[Start of Attachment]
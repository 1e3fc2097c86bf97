//! Atom response parsing for the audit API.
//!
//! Responses are Atom entries carrying `<apps:property name='...'
//! value='...'/>` elements. We only ever need the name/value pairs, flat for
//! single-entry responses and grouped per `<entry>` for list responses.

use quick_xml::Reader;
use quick_xml::events::{BytesStart, Event};
use std::collections::HashMap;

/// Collect every `apps:property` name/value pair of the document. For a
/// repeated name the first occurrence wins.
pub fn properties(xml: &str) -> HashMap<String, String> {
    let mut reader = Reader::from_str(xml);
    let mut props = HashMap::new();
    loop {
        match reader.read_event() {
            Ok(Event::Start(e)) | Ok(Event::Empty(e)) if is_property(&e) => {
                if let Some((name, value)) = property_attrs(&e) {
                    props.entry(name).or_insert(value);
                }
            }
            Ok(Event::Eof) | Err(_) => break,
            _ => {}
        }
    }
    props
}

/// Collect the property pairs of each `<entry>` element, in document order.
pub fn entries(xml: &str) -> Vec<HashMap<String, String>> {
    let mut reader = Reader::from_str(xml);
    let mut all = Vec::new();
    let mut current: Option<HashMap<String, String>> = None;
    loop {
        match reader.read_event() {
            Ok(Event::Start(e)) if e.local_name().as_ref() == b"entry" => {
                current = Some(HashMap::new());
            }
            Ok(Event::End(e)) if e.local_name().as_ref() == b"entry" => {
                if let Some(props) = current.take() {
                    all.push(props);
                }
            }
            Ok(Event::Start(e)) | Ok(Event::Empty(e)) if is_property(&e) => {
                if let Some(props) = current.as_mut() {
                    if let Some((name, value)) = property_attrs(&e) {
                        props.entry(name).or_insert(value);
                    }
                }
            }
            Ok(Event::Eof) | Err(_) => break,
            _ => {}
        }
    }
    all
}

fn is_property(element: &BytesStart<'_>) -> bool {
    element.local_name().as_ref() == b"property"
}

fn property_attrs(element: &BytesStart<'_>) -> Option<(String, String)> {
    let mut name = None;
    let mut value = None;
    for attr in element.attributes().flatten() {
        match attr.key.as_ref() {
            b"name" => name = attr.unescape_value().ok().map(|v| v.into_owned()),
            b"value" => value = attr.unescape_value().ok().map(|v| v.into_owned()),
            _ => {}
        }
    }
    Some((name?, value?))
}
[End of Attachment]
WORK TO BE COMPLETED | Your task is to output the full set of records exactly as presented.

ANSWER FOR THIS EXERCISE |
repository 1e3fc2097c86bf97
//! Atom response parsing for the audit API.
//!
//! Responses are Atom entries carrying `<apps:property name='...'
//! value='...'/>` elements. We only ever need the name/value pairs, flat for
//! single-entry responses and grouped per `<entry>` for list responses.

use quick_xml::Reader;
use quick_xml::events::{BytesStart, Event};
use std::collections::HashMap;

/// Collect every `apps:property` name/value pair of the document. For a
/// repeated name the first occurrence wins.
pub fn properties(xml: &str) -> HashMap<String, String> {
    let mut reader = Reader::from_str(xml);
    let mut props = HashMap::new();
    loop {
        match reader.read_event() {
            Ok(Event::Start(e)) | Ok(Event::Empty(e)) if is_property(&e) => {
                if let Some((name, value)) = property_attrs(&e) {
                    props.entry(name).or_insert(value);
                }
            }
            Ok(Event::Eof) | Err(_) => break,
            _ => {}
        }
    }
    props
}

/// Collect the property pairs of each `<entry>` element, in document order.
pub fn entries(xml: &str) -> Vec<HashMap<String, String>> {
    let mut reader = Reader::from_str(xml);
    let mut all = Vec::new();
    let mut current: Option<HashMap<String, String>> = None;
    loop {
        match reader.read_event() {
            Ok(Event::Start(e)) if e.local_name().as_ref() == b"entry" => {
                current = Some(HashMap::new());
            }
            Ok(Event::End(e)) if e.local_name().as_ref() == b"entry" => {
                if let Some(props) = current.take() {
                    all.push(props);
                }
            }
            Ok(Event::Start(e)) | Ok(Event::Empty(e)) if is_property(&e) => {
                if let Some(props) = current.as_mut() {
                    if let Some((name, value)) = property_attrs(&e) {
                        props.entry(name).or_insert(value);
                    }
                }
            }
            Ok(Event::Eof) | Err(_) => break,
            _ => {}
        }
    }
    all
}

fn is_property(element: &BytesStart<'_>) -> bool {
    element.local_name().as_ref() == b"property"
}

fn property_attrs(element: &BytesStart<'_>) -> Option<(String, String)> {
    let mut name = None;
    let mut value = None;
    for attr in element.attributes().flatten() {
        match attr.key.as_ref() {
            b"name" => name = attr.unescape_value().ok().map(|v| v.into_owned()),
            b"value" => value = attr.unescape_value().ok().map(|v| v.into_owned()),
            _ => {}
        }
    }
    Some((name?, value?))
}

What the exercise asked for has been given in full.